Results using the UBFC-rPPG dataset

Using the UBFC-RPPG dataset, our proposed algorithm was evaluated for a total of 2184 windows, i.e., 42 1 min videos. Figure 5 shows a representative example of the proposed face skin extraction method based on different features (H, S, and V) and different values of α (0.1–0.5). The results show that using the S feature preserves more face skin pixels when α = 0.2. We further investigated the effect of both HSV and RGB features for all 42 subjects, by performing skin segmentation based on different features (H, S, V, R, G and B), and estimated HRs by converting the skin images to a PPG signal. Table 1 summarizes the resultant AAE values according to each feature (H, S, V, R, G, and B) for different values of the parameter α (0.1–0.5). Among all possible features, S provided the lowest AAE, with a value of 0.71 bpm, when α = 0.2.

Table 1 AAE values for face skin extraction based on H, S, V, R, G, and B features for different values of the parameter α, using the UBFC-RPPG dataset.

Full size table

Table 2 compares the characteristics of AAE, ARE, and PTOS. When ICA, POS, and CHROM were used without face skin extraction, the AAE values (i.e., the accuracy) were 2.09 bpm, 1.26 bpm, and 1.13 bpm, respectively. When the landmark- based facial skin analysis was applied, the AAE values decreased to 0.79 bpm (i.e., the accuracy was enhanced). However, the computation time, PTOS, significantly increased, to 80,181 ms on an ADM Ryzen 5 3400G CPU at 3.70 GHz personal computer. Conversely, our method provided not only low AAE and ARE values of 0.71 bpm and 0.75%, respectively, but also a low PTOS of 275 ms, which means that our method is achievable in real-time. Notably, a PTOS of 275 ms is approximately 290 times faster than the other landmark-based methods (80,180 ms).
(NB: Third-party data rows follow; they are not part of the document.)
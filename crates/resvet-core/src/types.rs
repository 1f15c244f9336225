use serde::{Deserialize, Serialize};

/// Severity of a risk flag.
///
/// The derived `Ord` follows declaration order, so an ascending sort puts
/// `Critical` first and `Low` last — the display order the risk engine uses.
#[derive(Debug, Clone, Copy, PartialEq, Eq, PartialOrd, Ord, Hash, Serialize, Deserialize)]
#[serde(rename_all = "UPPERCASE")]
pub enum Severity {
    Critical,
    High,
    Medium,
    Low,
}

impl std::fmt::Display for Severity {
    fn fmt(&self, f: &mut std::fmt::Formatter<'_>) -> std::fmt::Result {
        match self {
            Severity::Critical => write!(f, "CRITICAL"),
            Severity::High => write!(f, "HIGH"),
            Severity::Medium => write!(f, "MEDIUM"),
            Severity::Low => write!(f, "LOW"),
        }
    }
}

/// A discrete, severity-tagged finding about one unverified or suspicious claim.
#[derive(Debug, Clone, PartialEq, Eq, Serialize, Deserialize)]
pub struct RiskFlag {
    #[serde(rename = "type")]
    pub flag_type: String,
    pub severity: Severity,
    pub category: String,
    pub message: String,
}

impl RiskFlag {
    #[must_use]
    pub fn new(flag_type: &str, severity: Severity, category: &str, message: String) -> Self {
        Self {
            flag_type: flag_type.to_string(),
            severity,
            category: category.to_string(),
            message,
        }
    }
}

/// Per-severity tally of risk flags.
#[derive(Debug, Clone, Copy, Default, PartialEq, Eq, Serialize, Deserialize)]
pub struct FlagCounts {
    pub critical: usize,
    pub high: usize,
    pub medium: usize,
    pub low: usize,
}

impl FlagCounts {
    #[must_use]
    pub fn tally(flags: &[RiskFlag]) -> Self {
        let mut counts = Self::default();
        for flag in flags {
            match flag.severity {
                Severity::Critical => counts.critical += 1,
                Severity::High => counts.high += 1,
                Severity::Medium => counts.medium += 1,
                Severity::Low => counts.low += 1,
            }
        }
        counts
    }
}

/// Authority tier of a registry source that reported a registration hit.
#[derive(Debug, Clone, Copy, PartialEq, Eq, PartialOrd, Ord, Serialize, Deserialize)]
#[serde(rename_all = "UPPERCASE")]
pub enum RegistryConfidence {
    High,
    Medium,
    Low,
}

impl std::fmt::Display for RegistryConfidence {
    fn fmt(&self, f: &mut std::fmt::Formatter<'_>) -> std::fmt::Result {
        match self {
            RegistryConfidence::High => write!(f, "HIGH"),
            RegistryConfidence::Medium => write!(f, "MEDIUM"),
            RegistryConfidence::Low => write!(f, "LOW"),
        }
    }
}
impl RegistryVerifier {
    /// Creates a verifier pointing at the production registries.
    ///
    /// # Errors
    ///
    /// Returns [`VerifyError::Http`] if a `reqwest::Client` cannot be built.
    pub fn new(config: &AppConfig) -> Result<Self, VerifyError> {
        Self::with_endpoints(config, RegistryEndpoints::default())
    }

    /// Creates a verifier with custom base URLs (for testing with wiremock).
    ///
    /// # Errors
    ///
    /// Returns [`VerifyError::Http`] if a `reqwest::Client` cannot be built,
    /// or [`VerifyError::InvalidBaseUrl`] for an unparsable endpoint.
    pub fn with_endpoints(
        config: &AppConfig,
        endpoints: RegistryEndpoints,
    ) -> Result<Self, VerifyError> {
        let timeout = Duration::from_secs(config.registry_timeout_secs);
        let browser_client = Client::builder()
            .timeout(timeout)
            .user_agent(&config.browser_user_agent)
            .build()?;
        let api_client = Client::builder()
            .timeout(timeout)
            .user_agent(&config.api_user_agent)
            .build()?;

        Ok(Self {
            browser_client,
            api_client,
            endpoints: Endpoints {
                companies_house: parse_base(&endpoints.companies_house)?,
                sec_edgar: parse_base(&endpoints.sec_edgar)?,
                mirror: parse_base(&endpoints.mirror)?,
                aggregator: parse_base(&endpoints.aggregator)?,
                web_search: parse_base(&endpoints.web_search)?,
            },
            aggregator_token: config
                .opencorporates_api_token
                .as_deref()
                .filter(|t| !t.trim().is_empty())
                .map(str::to_owned),
            company_number: Regex::new(r"/company/(\d+)").expect("valid regex"),
            cik: Regex::new(r"(?i)CIK=(\d+)").expect("valid regex"),
            cin: Regex::new(r"[UL]\d{5}[A-Z]{2}\d{4}[A-Z]{3}\d{6}").expect("valid regex"),
            cache: Mutex::new(HashMap::new()),
        })
    }

    /// Checks every registry for `company_name` and derives the aggregate
    /// status, red flags included. Infallible: source failures degrade to
    /// negative answers.
    pub async fn verify_company(&self, company_name: &str) -> CompanyVerification {
        let cache_key = company_name.to_lowercase();
        if let Ok(cache) = self.cache.lock() {
            if let Some(hit) = cache.get(&cache_key) {
                return hit.clone();
            }
        }

        let mut registrations: Vec<RegistryHit> = Vec::new();
        let mut sources_checked: Vec<String> = Vec::new();
        let mut source_errors: Vec<String> = Vec::new();
        let mut is_registered = false;
        let mut confidence: Option<RegistryConfidence> = None;
        let mut web_note = false;

        sources_checked.push(COMPANIES_HOUSE.into());
        match self.search_companies_house(company_name).await {
            Ok(Some(hit)) => {
                registrations.push(hit);
                is_registered = true;
                confidence = Some(RegistryConfidence::High);
            }
            Ok(None) => {}
            Err(e) => record_source_error(COMPANIES_HOUSE, &e, &mut source_errors),
        }

        sources_checked.push(format!("{SEC_EDGAR} (US)"));
        match self.search_sec_edgar(company_name).await {
            Ok(Some(hit)) => {
                registrations.push(hit);
                is_registered = true;
                confidence = Some(RegistryConfidence::High);
            }
            Ok(None) => {}
            Err(e) => record_source_error(SEC_EDGAR, &e, &mut source_errors),
        }

        sources_checked.push("India MCA".into());
        match self.search_mirror(company_name).await {
            Ok(Some(hit)) => {
                registrations.push(hit);
                is_registered = true;
                if confidence != Some(RegistryConfidence::High) {
                    confidence = Some(RegistryConfidence::Medium);
                }
            }
            Ok(None) => {}
            Err(e) => record_source_error(REGISTRY_MIRROR, &e, &mut source_errors),
        }

        // Skipped without a token; a skip is not a checked source.
        if self.aggregator_token.is_some() {
            sources_checked.push(AGGREGATOR.into());
            match self.search_aggregator(company_name).await {
                Ok(Some(hit)) => {
                    registrations.push(hit);
                    is_registered = true;
                    confidence = Some(RegistryConfidence::High);
                }
                Ok(None) => {}
                Err(e) => record_source_error(AGGREGATOR, &e, &mut source_errors),
            }
        }

        if !is_registered {
            sources_checked.push("Web Search".into());
            match self.search_web(company_name).await {
                Ok(Some(hit)) => {
                    // Web presence is not a registration; only the
                    // confidence moves.
                    registrations.push(hit);
                    confidence = Some(RegistryConfidence::Low);
                    web_note = true;
                }
                Ok(None) => {}
                Err(e) => record_source_error(WEB_SEARCH, &e, &mut source_errors),
            }
        }

        let mut red_flags = Vec::new();
        if !is_registered && confidence.is_none() {
            red_flags.push(RiskFlag::new(
                "UNREGISTERED_COMPANY",
                Severity::High,
                "company",
                format!("'{company_name}' not found in any company registry"),
            ));
        } else if confidence == Some(RegistryConfidence::Low) {
            red_flags.push(RiskFlag::new(
                "UNVERIFIED_REGISTRATION",
                Severity::Medium,
                "company",
                format!("'{company_name}' has web presence but not found in official registries"),
            ));
        }

        let (status, status_message) = match (is_registered, confidence) {
            (true, Some(RegistryConfidence::High)) => (
                CompanyStatus::Registered,
                format!(
                    "Legally registered ({})",
                    registrations.first().map_or("registry", |h| h.source.as_str())
                ),
            ),
            (true, _) => (
                CompanyStatus::LikelyRegistered,
                "Likely exists but registration not fully confirmed".to_string(),
            ),
            (false, _) => (
                CompanyStatus::NotFound,
                "Not found in any company registry - potential ghost company".to_string(),
            ),
        };

        if web_note {
            tracing::debug!(company = company_name, "web presence only, no registry hit");
        }

        let verification = CompanyVerification {
            company: company_name.to_string(),
            is_registered,
            confidence,
            status,
            status_message,
            registrations_found: registrations,
            sources_checked,
            source_errors,
            red_flags,
        };

        if let Ok(mut cache) = self.cache.lock() {
            cache.insert(cache_key, verification.clone());
        }
        verification
    }

    /// Companies House HTML search. Registered when the body mentions the
    /// company name or any of its significant words.
    async fn search_companies_house(
        &self,
        company_name: &str,
    ) -> Result<Option<RegistryHit>, VerifyError> {
        let mut url = join_path(&self.endpoints.companies_house, "search");
        url.query_pairs_mut().append_pair("q", company_name);

        let response = self.browser_client.get(url).send().await?;
        if response.status() != reqwest::StatusCode::OK {
            return Ok(None);
        }
        let body = response.text().await?;
        if !body_mentions_company(&body, company_name) {
            return Ok(None);
        }

        let identifier = self
            .company_number
            .captures(&body)
            .map(|c| c[1].to_string());
        Ok(Some(RegistryHit {
            source: COMPANIES_HOUSE.into(),
            country: Some("United Kingdom".into()),
            confidence: RegistryConfidence::High,
            identifier,
            note: None,
        }))
    }

    /// SEC EDGAR company browse. A CIK anywhere in the response means a
    /// filing entity matched.
    async fn search_sec_edgar(
        &self,
        company_name: &str,
    ) -> Result<Option<RegistryHit>, VerifyError> {
        let mut url = join_path(&self.endpoints.sec_edgar, "cgi-bin/browse-edgar");
        url.query_pairs_mut()
            .append_pair("company", company_name)
            .append_pair("type", "")
            .append_pair("dateb", "")
            .append_pair("owner", "include")
            .append_pair("count", "10")
            .append_pair("action", "getcompany");

        let response = self.api_client.get(url).send().await?;
        if response.status() != reqwest::StatusCode::OK {
            return Ok(None);
        }
        let body = response.text().await?;
        let body_lower = body.to_lowercase();
        if !body_lower.contains("cik=") && !body_lower.contains(&company_name.to_lowercase()) {
            return Ok(None);
        }

        let identifier = self.cik.captures(&body).map(|c| c[1].to_string());
        Ok(Some(RegistryHit {
            source: SEC_EDGAR.into(),
            country: Some("United States".into()),
            confidence: RegistryConfidence::High,
            identifier,
            note: None,
        }))
    }

    /// Secondary registry mirror keyed by the company's first letter. A CIN
    /// in the body identifies the registration.
    async fn search_mirror(&self, company_name: &str) -> Result<Option<RegistryHit>, VerifyError> {
        let initial: String = company_name
            .chars()
            .next()
            .map(|c| c.to_uppercase().collect())
            .unwrap_or_default();
        let path = format!(
            "company-list/{}/{}.html",
            utf8_percent_encode(&initial, NON_ALPHANUMERIC),
            utf8_percent_encode(company_name, NON_ALPHANUMERIC),
        );
        let url = join_path(&self.endpoints.mirror, &path);

        let response = self.browser_client.get(url).send().await?;
        if response.status() != reqwest::StatusCode::OK {
            return Ok(None);
        }
        let body = response.text().await?;
        let body_lower = body.to_lowercase();
        if !body_lower.contains(&company_name.to_lowercase()) && !body_lower.contains("cin") {
            return Ok(None);
        }

        let identifier = self.cin.find(&body).map(|m| m.as_str().to_string());
        Ok(Some(RegistryHit {
            source: REGISTRY_MIRROR.into(),
            country: Some("India".into()),
            confidence: RegistryConfidence::Medium,
            identifier,
            note: None,
        }))
    }

    /// Aggregator API covering many jurisdictions; only called when a token
    /// is configured.
    async fn search_aggregator(
        &self,
        company_name: &str,
    ) -> Result<Option<RegistryHit>, VerifyError> {
        let Some(token) = self.aggregator_token.as_deref() else {
            return Ok(None);
        };
        let mut url = join_path(&self.endpoints.aggregator, "v0.4/companies/search");
        url.query_pairs_mut()
            .append_pair("q", company_name)
            .append_pair("api_token", token);

        let response = self.api_client.get(url).send().await?;
        if response.status() != reqwest::StatusCode::OK {
            return Ok(None);
        }
        let body: AggregatorEnvelope = parse_json(
            &response.text().await?,
            "aggregator companies/search",
        )?;

        let results = body.results.unwrap_or_default();
        if results.total_count == 0 {
            return Ok(None);
        }
        let company = results.companies.into_iter().next().map(|w| w.company);
        Ok(Some(RegistryHit {
            source: AGGREGATOR.into(),
            country: company.as_ref().and_then(|c| c.jurisdiction_code.clone()),
            confidence: RegistryConfidence::High,
            identifier: company.and_then(|c| c.company_number),
            note: None,
        }))
    }

    /// Instant-answer web search; any abstract or heading counts as web
    /// presence, explicitly noted as unconfirmed.
    async fn search_web(&self, company_name: &str) -> Result<Option<RegistryHit>, VerifyError> {
        let mut url = self.endpoints.web_search.clone();
        url.query_pairs_mut()
            .append_pair("q", &format!("{company_name} company"))
            .append_pair("format", "json")
            .append_pair("no_redirect", "1");

        let response = self.browser_client.get(url).send().await?;
        if response.status() != reqwest::StatusCode::OK {
            return Ok(None);
        }
        let body: WebSearchAnswer = parse_json(&response.text().await?, "web search answer")?;
        if body.abstract_text.is_empty() && body.heading.is_empty() {
            return Ok(None);
        }

        let note = if body.abstract_text.is_empty() {
            None
        } else {
            Some(body.abstract_text.chars().take(200).collect::<String>())
        };
        Ok(Some(RegistryHit {
            source: WEB_SEARCH.into(),
            country: None,
            confidence: RegistryConfidence::Low,
            identifier: None,
            note: Some(format!(
                "Found in web search, but not confirmed in official registry{}",
                note.map(|n| format!(": {n}")).unwrap_or_default()
            )),
        }))
    }
}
Table 2 Comparison of the performances of various methods, in terms of accuracy (AAE and ARE) and computation time (PTOS), on UBFC-RPPG (42 datasets).

Full size table

Results using the BAMI-rPPG dataset

Our proposed algorithm, based on the S feature and with α = 0.2, was applied to the test dataset (BAMI-RPPG). The overall performance for all 14 subjects is summarized in Table 3, where we compare the landmark-based approach to our proposed algorithm, in terms of AAE, ARE and POTS. The results show that our algorithm provides a low AAE of 0.82 bpm and an ARE of 1.12%. The landmark-based approaches yield AAEs ranging between 0.77 and 2.03 bpm, and the AREs ranged between 1.04 and 2.39%. The proposed algorithm showed similar superior accuracy when compared to the landmark-based approach, which required high computation complexity. The POTS of the proposed algorithm was 275 ms, 290 times faster than the landmark-based approaches. This indicates that RSVR can obtain accurate HR estimation in real-time, even when using low-power hardware.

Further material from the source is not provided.